Holding, as we do, that these provisos are in pari materia, as intimated in the Stroud Case, and construing them together, there is still an unmistakable difference as to the rights of the settler in the two cases. In the one case the settler need not be entitled to pre-emption rights under the laws of the United States; in the other case he must be—that is, he must have the personal qualifications of a pre-emptor—such as citizenship, being the head of a family, or widow, or a single person twenty-one years of age, and not owning three hundred and twenty acres of land elsewhere, nor have abandoned his residence on his own land in the state to reside on these lands. Such restrictions might well have been deemed proper to cut off adventurers and speculators, who might go on to these lands without a bona fide intention of remaining and making a home. Further than this, and the extension of the time of settlement, we cannot think this amendment qualified the first proviso. It may be argued that such construction imposes a restriction on the settler in the one case without giving any compensating benefits therefor. But if that were true, the hardship of the case would not alone be a controlling consideration. But is it true? It extends the time named in the first proviso from the date of signing the treaty to the date of its ratification; and as to the original proviso for which this was substituted, it seems to have been intended by its terms to cut off the rights of the settlers altogether in case the lands were sold en masse.

The secretary of the interior was authorized to sell the whole of these lands in a body. There were eight hundred thousand acres of these ceded neutral lands, and it provided for selling them as a whole for $800,000 in gross, which would be one dollar per acre, making no deduction for the lands of settlers. If it was the intention to reserve those lands, it is altogether probable the price to be paid for the body of these lands would have been governed to some extent by the amount of lands remaining after deducting the improved lands.

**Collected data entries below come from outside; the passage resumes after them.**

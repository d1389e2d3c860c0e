// src/integrations/portal/record_store.rs
//
// Remote application record store: jobs, applications, résumés, stats.
// Maps portal rows → domain entities (NO domain mutation); every call is a
// read-through or an acknowledged mutation, never a local source of truth.

use async_trait::async_trait;
use chrono::{DateTime, NaiveDateTime, Utc};
use serde::{Deserialize, Serialize};
use std::sync::Arc;

use crate::domain::{validate_application, Application, ApplicationStatus, Job, Resume};
use crate::error::{AppError, AppResult};
use crate::integrations::portal::client::PortalClient;

/// What the portal acknowledges on application creation. The score is
/// computed server-side and is opaque here.
#[derive(Debug, Clone, PartialEq)]
pub struct ApplicationReceipt {
    pub status: ApplicationStatus,
    pub match_score: f32,
}

/// Aggregate counts for the admin dashboard.
#[derive(Debug, Clone, Copy, PartialEq, Eq, Deserialize)]
pub struct PortalStats {
    pub total_users: u64,
    pub total_applicants: u64,
    pub total_jobs: u64,
    pub total_resumes: u64,
    pub total_applications: u64,
}

#[cfg_attr(test, mockall::automock)]
#[async_trait]
pub trait RecordStore: Send + Sync {
    /// Open postings, newest first.
    async fn list_jobs(&self) -> AppResult<Vec<Job>>;

    /// A single posting; absent ids surface as `AppError::NotFound`.
    async fn fetch_job(&self, job_id: i64) -> AppResult<Job>;

    /// The calling applicant's own applications.
    async fn list_my_applications(&self) -> AppResult<Vec<Application>>;

    /// Every application, admin only.
    async fn list_all_applications(&self) -> AppResult<Vec<Application>>;

    /// Submit an application; the portal assigns status and match score.
    async fn create_application(
        &self,
        job_id: i64,
        resume_id: i64,
    ) -> AppResult<ApplicationReceipt>;

    /// Move an application to `status`, admin only. Returns only after the
    /// portal acknowledges.
    async fn update_status(&self, application_id: i64, status: ApplicationStatus)
        -> AppResult<()>;

    /// The calling applicant's uploaded résumés, newest first.
    async fn list_resumes(&self) -> AppResult<Vec<Resume>>;

    /// Aggregate counts for the admin dashboard.
    async fn fetch_stats(&self) -> AppResult<PortalStats>;
}

// ============================================================================
// Wire rows
// ============================================================================

#[derive(Debug, Deserialize)]
struct JobRow {
    id: i64,
    title: String,
    description: String,
    posting_date: String,
}

#[derive(Debug, Deserialize)]
struct ApplicationRow {
    id: i64,
    job_id: i64,
    applicant_id: i64,
    resume_id: i64,
    application_date: String,
    status: String,
    match_score: f32,
    job_title: String,
    // Only the admin listing carries these
    #[serde(default)]
    username: Option<String>,
    #[serde(default)]
    email: Option<String>,
}

#[derive(Debug, Deserialize)]
struct ResumeRow {
    id: i64,
    applicant_id: i64,
    upload_date: String,
    file_path: String,
}

#[derive(Debug, Serialize)]
struct CreateApplicationRequest {
    job_id: i64,
    resume_id: i64,
}

#[derive(Debug, Deserialize)]
struct CreateApplicationResponse {
    status: String,
    match_score: f32,
}

#[derive(Debug, Serialize)]
struct StatusUpdateRequest {
    status: String,
}

/// Portal timestamps arrive either as RFC 3339 or as SQLite's
/// `YYYY-MM-DD HH:MM:SS`; both are treated as UTC.
fn parse_portal_datetime(value: &str) -> AppResult<DateTime<Utc>> {
    if let Ok(dt) = DateTime::parse_from_rfc3339(value) {
        return Ok(dt.with_timezone(&Utc));
    }
    NaiveDateTime::parse_from_str(value, "%Y-%m-%d %H:%M:%S")
        .map(|naive| naive.and_utc())
        .map_err(|_| AppError::Remote(format!("Unreadable portal timestamp: {}", value)))
}

impl JobRow {
    fn into_job(self) -> AppResult<Job> {
        Ok(Job {
            id: self.id,
            title: self.title,
            description: self.description,
            posting_date: parse_portal_datetime(&self.posting_date)?,
        })
    }
}

impl ApplicationRow {
    fn into_application(self) -> AppResult<Application> {
        let application = Application {
            id: self.id,
            job_id: self.job_id,
            applicant_id: self.applicant_id,
            resume_id: self.resume_id,
            application_date: parse_portal_datetime(&self.application_date)?,
            status: ApplicationStatus::parse(&self.status)?,
            match_score: self.match_score,
            job_title: self.job_title,
            applicant_name: self.username,
            applicant_email: self.email,
        };

        validate_application(&application)?;
        Ok(application)
    }
}

impl ResumeRow {
    fn into_resume(self) -> AppResult<Resume> {
        Ok(Resume {
            id: self.id,
            owner_id: self.applicant_id,
            upload_date: parse_portal_datetime(&self.upload_date)?,
            file_path: self.file_path,
        })
    }
}

// ============================================================================
// HTTP implementation
// ============================================================================

pub struct HttpRecordStore {
    client: Arc<PortalClient>,
}

impl HttpRecordStore {
    pub fn new(client: Arc<PortalClient>) -> Self {
        Self { client }
    }
}

#[async_trait]
impl RecordStore for HttpRecordStore {
    async fn list_jobs(&self) -> AppResult<Vec<Job>> {
        let rows: Vec<JobRow> = self.client.get_json("/api/jobs").await?;
        rows.into_iter().map(JobRow::into_job).collect()
    }

    async fn fetch_job(&self, job_id: i64) -> AppResult<Job> {
        let row: JobRow = self
            .client
            .get_json(&format!("/api/jobs/{}", job_id))
            .await?;
        row.into_job()
    }

    async fn list_my_applications(&self) -> AppResult<Vec<Application>> {
        let rows: Vec<ApplicationRow> = self.client.get_json("/api/applications").await?;
        rows.into_iter().map(ApplicationRow::into_application).collect()
    }

    async fn list_all_applications(&self) -> AppResult<Vec<Application>> {
        let rows: Vec<ApplicationRow> = self.client.get_json("/api/admin/applications").await?;
        rows.into_iter().map(ApplicationRow::into_application).collect()
    }

    async fn create_application(
        &self,
        job_id: i64,
        resume_id: i64,
    ) -> AppResult<ApplicationReceipt> {
        let response: CreateApplicationResponse = self
            .client
            .post_json("/api/applications", &CreateApplicationRequest { job_id, resume_id })
            .await?;

        Ok(ApplicationReceipt {
            status: ApplicationStatus::parse(&response.status)?,
            match_score: response.match_score,
        })
    }

    async fn update_status(
        &self,
        application_id: i64,
        status: ApplicationStatus,
    ) -> AppResult<()> {
        let _: serde_json::Value = self
            .client
            .put_json(
                &format!("/api/admin/applications/{}/status", application_id),
                &StatusUpdateRequest {
                    status: status.to_string(),
                },
            )
            .await?;

        Ok(())
    }

    async fn list_resumes(&self) -> AppResult<Vec<Resume>> {
        let rows: Vec<ResumeRow> = self.client.get_json("/api/resumes").await?;
        rows.into_iter().map(ResumeRow::into_resume).collect()
    }

    async fn fetch_stats(&self) -> AppResult<PortalStats> {
        self.client.get_json("/api/admin/stats").await
    }
}

#[cfg(test)]
mod tests {
    use super::*;

    #[test]
    fn test_parse_sqlite_datetime() {
        let parsed = parse_portal_datetime("2026-08-12 09:30:00").unwrap();
        assert_eq!(parsed.to_rfc3339(), "2026-08-12T09:30:00+00:00");
    }

    #[test]
    fn test_parse_rfc3339_datetime() {
        let parsed = parse_portal_datetime("2026-08-12T09:30:00Z").unwrap();
        assert_eq!(parsed.to_rfc3339(), "2026-08-12T09:30:00+00:00");
    }

    #[test]
    fn test_unreadable_datetime_rejected() {
        assert!(parse_portal_datetime("last tuesday").is_err());
    }

    #[test]
    fn test_application_row_mapping() {
        let row = ApplicationRow {
            id: 42,
            job_id: 7,
            applicant_id: 3,
            resume_id: 5,
            application_date: "2026-08-12 09:30:00".to_string(),
            status: "pending".to_string(),
            match_score: 81.0,
            job_title: "Backend Engineer".to_string(),
            username: Some("dana".to_string()),
            email: Some("dana@example.com".to_string()),
        };

        let application = row.into_application().unwrap();
        assert_eq!(application.status, ApplicationStatus::Pending);
        assert_eq!(application.applicant_name.as_deref(), Some("dana"));
    }

    #[test]
    fn test_out_of_range_score_rejected() {
        let row = ApplicationRow {
            id: 42,
            job_id: 7,
            applicant_id: 3,
            resume_id: 5,
            application_date: "2026-08-12 09:30:00".to_string(),
            status: "pending".to_string(),
            match_score: 120.0,
            job_title: "Backend Engineer".to_string(),
            username: None,
            email: None,
        };

        assert!(row.into_application().is_err());
    }

    #[test]
    fn test_unknown_status_row_rejected() {
        let row = ApplicationRow {
            id: 42,
            job_id: 7,
            applicant_id: 3,
            resume_id: 5,
            application_date: "2026-08-12 09:30:00".to_string(),
            status: "withdrawn".to_string(),
            match_score: 81.0,
            job_title: "Backend Engineer".to_string(),
            username: None,
            email: None,
        };

        assert!(row.into_application().is_err());
    }
}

The amendment saved the rights of the settlers, and further provided for a sale as a whole of the remainder of the lands for one dollar per acre.

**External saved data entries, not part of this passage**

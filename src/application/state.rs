// src/application/state.rs

use std::sync::Arc;

use crate::config::Config;
use crate::db::{create_pool_at, get_connection, initialize_database, ConnectionPool};
use crate::error::AppResult;
use crate::integrations::{HttpCredentialStore, HttpRecordStore, PortalClient, RecordStore};
use crate::repositories::SqliteCredentialRepository;
use crate::services::{AccessGate, ApplicationService, JobService, SessionManager};

/// Shared application state.
/// All fields are Arc-wrapped for thread-safe sharing across the UI layer.
pub struct AppState {
    pub pool: Arc<ConnectionPool>,
    pub sessions: Arc<SessionManager>,
    pub gate: Arc<AccessGate>,
    pub jobs: Arc<JobService>,
    pub applications: Arc<ApplicationService>,
}

impl AppState {
    /// Wire the whole client: database, portal transport, services.
    ///
    /// The persisted session is restored here, before any view can render,
    /// so the first navigation already sees the signed-in identity.
    pub fn initialize(config: &Config) -> AppResult<Self> {
        let db_path = config.database_path()?;
        let pool = Arc::new(create_pool_at(&db_path)?);

        {
            let conn = get_connection(&pool)?;
            initialize_database(&conn)?;
        }
        log::info!("Session database ready at {}", db_path.display());

        let transport = Arc::new(PortalClient::new(&config.portal_url));
        let storage = Arc::new(SqliteCredentialRepository::new(Arc::clone(&pool)));
        let credentials = Arc::new(HttpCredentialStore::new(Arc::clone(&transport)));
        let records: Arc<dyn RecordStore> =
            Arc::new(HttpRecordStore::new(Arc::clone(&transport)));

        let sessions = Arc::new(SessionManager::new(credentials, storage, transport));
        sessions.restore()?;

        let gate = Arc::new(AccessGate::new(Arc::clone(&sessions)));
        let jobs = Arc::new(JobService::new(Arc::clone(&records)));
        let applications = Arc::new(ApplicationService::new(records, Arc::clone(&sessions)));

        Ok(Self {
            pool,
            sessions,
            gate,
            jobs,
            applications,
        })
    }
}
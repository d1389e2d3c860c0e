// src/repositories/mod.rs
//
// Local persistence - trait-backed so tests can substitute fakes

pub mod credential_repository;

pub use credential_repository::{
    CredentialRepository, PersistedCredential, SqliteCredentialRepository,
};

#[cfg(test)]
pub use credential_repository::MockCredentialRepository;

It is hardly probable that this proviso, which was substituted for one saving nothing to the settlers, was intended to enlarge the rights given by the first proviso of this article, or to fix a different rule as to improvements or the quantity of land reserved to the settler. Under our view of the law, the complainant was entitled to buy only the west half of said quarter section at the appraised value. Decree accordingly.

1 [Reported by Hon. John F. Dillon, Circuit Judge, and here reprinted by permission.]